Attorney-Expert Managing Guidelines
Before retaining an expert for the first time, an attorney should interview the expert about prior cases, prior findings by the court on their work, any bias they may have, as well as the education and training of the expert in the area of expertise being contemplated. Even after interviewing a potential expert there are pitfalls. An expert may tout themselves as having a specialty category based upon insufficient criteria, so the attorney must actually be familiar with the specialty guidelines and ethics in the expert’s field. Failure to do so may result in having the expert being disqualified later on.
In domestic violence cases, a psychologist must not only have been involved in these kinds of cases, especially where child custody is involved, but they must also have specialized training in the field.
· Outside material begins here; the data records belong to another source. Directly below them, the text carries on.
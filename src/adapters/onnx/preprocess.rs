use image::{imageops::FilterType, Rgb, RgbImage};

pub const PAD_VALUE: u8 = 114;

/// How an original image was placed onto the square model input.
#[derive(Debug, Clone, Copy, PartialEq)]
pub struct LetterboxGeometry {
    pub scale: f32,
    pub pad_x: f32,
    pub pad_y: f32,
    pub orig_w: u32,
    pub orig_h: u32,
    scaled_w: u32,
    scaled_h: u32,
}

impl LetterboxGeometry {
    pub fn new(orig_w: u32, orig_h: u32, size: u32) -> Self {
        let s = size as f32;
        let scale = (s / orig_w as f32).min(s / orig_h as f32);
        let scaled_w = ((orig_w as f32 * scale).round() as u32).min(size).max(1);
        let scaled_h = ((orig_h as f32 * scale).round() as u32).min(size).max(1);
        Self {
            scale,
            pad_x: (size.saturating_sub(scaled_w) / 2) as f32,
            pad_y: (size.saturating_sub(scaled_h) / 2) as f32,
            orig_w,
            orig_h,
            scaled_w,
            scaled_h,
        }
    }

    pub fn scaled_size(&self) -> (u32, u32) {
        (self.scaled_w, self.scaled_h)
    }

    /// Maps a letterbox x coordinate back into the original image, clipped.
    pub fn unmap_x(&self, x: f32) -> f32 {
        ((x - self.pad_x) / self.scale).clamp(0.0, self.orig_w as f32)
    }

    pub fn unmap_y(&self, y: f32) -> f32 {
        ((y - self.pad_y) / self.scale).clamp(0.0, self.orig_h as f32)
    }
}

pub struct Letterbox {
    /// NCHW f32 in [0, 1], length 3 * size * size.
    pub tensor: Vec<f32>,
    pub geometry: LetterboxGeometry,
}

/// Aspect-preserving resize onto a `size`x`size` canvas filled with `PAD_VALUE`.
pub fn letterbox(rgb: &RgbImage, size: u32) -> Letterbox {
    let geometry = LetterboxGeometry::new(rgb.width(), rgb.height(), size);
    let (new_w, new_h) = geometry.scaled_size();
    let resized = image::imageops::resize(rgb, new_w, new_h, FilterType::Triangle);

    let mut canvas = RgbImage::from_pixel(size, size, Rgb([PAD_VALUE; 3]));
    image::imageops::replace(
        &mut canvas,
        &resized,
        geometry.pad_x as i64,
        geometry.pad_y as i64,
    );

    let side = size as usize;
    let plane = side * side;
    let mut tensor = vec![0f32; 3 * plane];
    for (x, y, pixel) in canvas.enumerate_pixels() {
        let idx = y as usize * side + x as usize;
        tensor[idx] = pixel[0] as f32 / 255.0;
        tensor[plane + idx] = pixel[1] as f32 / 255.0;
        tensor[2 * plane + idx] = pixel[2] as f32 / 255.0;
    }

    Letterbox { tensor, geometry }
}

#[cfg(test)]
mod tests {
    use super::*;

    #[test]
    fn wide_image_pads_vertically() {
        let g = LetterboxGeometry::new(1280, 720, 640);
        assert!((g.scale - 0.5).abs() < 1e-6);
        assert_eq!(g.scaled_size(), (640, 360));
        assert_eq!(g.pad_x, 0.0);
        assert_eq!(g.pad_y, 140.0);
    }

    #[test]
    fn small_image_is_upscaled() {
        let g = LetterboxGeometry::new(320, 320, 640);
        assert!((g.scale - 2.0).abs() < 1e-6);
        assert_eq!((g.pad_x, g.pad_y), (0.0, 0.0));
    }

    #[test]
    fn unmap_inverts_and_clips() {
        let g = LetterboxGeometry::new(1280, 720, 640);
        assert!((g.unmap_x(320.0) - 640.0).abs() < 1e-3);
        assert!((g.unmap_y(140.0 + 180.0) - 360.0).abs() < 1e-3);
        assert_eq!(g.unmap_y(10.0), 0.0);
        assert_eq!(g.unmap_x(700.0), 1280.0);
    }

    #[test]
    fn tensor_layout_and_padding() {
        let img = RgbImage::from_pixel(8, 4, Rgb([255, 0, 51]));
        let lb = letterbox(&img, 8);
        let plane = 64;
        assert_eq!(lb.tensor.len(), 3 * plane);

        // Row 0 is padding, rows 2..6 hold the image.
        let pad = PAD_VALUE as f32 / 255.0;
        assert!((lb.tensor[0] - pad).abs() < 1e-6);
        let mid = 3 * 8 + 4;
        assert!((lb.tensor[mid] - 1.0).abs() < 1e-6);
        assert!(lb.tensor[plane + mid].abs() < 1e-6);
        assert!((lb.tensor[2 * plane + mid] - 0.2).abs() < 1e-6);
    }
}
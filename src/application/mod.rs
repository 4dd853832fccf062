pub mod dto;
pub mod ports;
pub mod services;
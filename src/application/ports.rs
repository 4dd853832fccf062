use async_trait::async_trait;
use image::RgbImage;

use crate::domain::{detection::Detection, errors::DomainResult, model::ModelId};

#[async_trait]
pub trait DetectorPort: Send + Sync {
    /// Runs the model over one RGB image. Boxes come back in the image's own pixel space,
    /// in the order the model ranks them.
    async fn detect(&self, image: RgbImage) -> DomainResult<Vec<Detection>>;

    /// Fixed class-name table, indexed by `Detection::class_id`.
    fn labels(&self) -> &[String];
}

pub trait ImageDecoderPort: Send + Sync {
    fn decode(&self, bytes: &[u8]) -> DomainResult<RgbImage>;
}

#[async_trait]
pub trait ModelCatalogPort: Send + Sync {
    async fn validate_model(&self, model: &ModelId) -> DomainResult<()>;
}
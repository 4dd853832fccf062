pub mod error;
pub mod routes;
pub mod state;

use axum::{extract::DefaultBodyLimit, routing::post, Router};
use tower_http::{cors::CorsLayer, trace::TraceLayer};

use crate::adapters::http::state::HttpState;

pub fn router(state: HttpState, max_upload_bytes: usize) -> Router {
    Router::new()
        .route("/detect", post(routes::detect))
        .layer(DefaultBodyLimit::max(max_upload_bytes))
        .layer(CorsLayer::permissive())
        .layer(TraceLayer::new_for_http())
        .with_state(state)
}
For example, domestic violence against an adult may involve allegations of abuse against a child. An expert must have the training to be able to opine on the risks to a child. Experience absent training is insufficient. While an expert must have a working knowledge of the legal process, the expert should have practical experience, not just academic or trial-support experience.
Attorneys must let the expert know their expectations at the outset. Does the expert have trauma expertise? Is it for both adult and child trauma? The specific parameters of the retention must be discussed and agreed upon. If an attorney wants an opinion on an issue that may not be feasible for the expert to address, they must discuss the parameters of what is possible. For example, the expert may be asked to opine on whether a particular act of domestic violence occurred versus being asked to opine if the plaintiff is a victim of domestic violence as a battered spouse.
The standards for opining on whether any particular incident occurred may be impossible for the expert, while the expert may be able to provide a battered spouse’s evaluation and opine on the impact of the abuse. The attorney needs to affirmatively let the expert know what specific expectations they have. In turn, the expert must be forthcoming as to what they can ethically do if an evaluation shows the plaintiff to be battered.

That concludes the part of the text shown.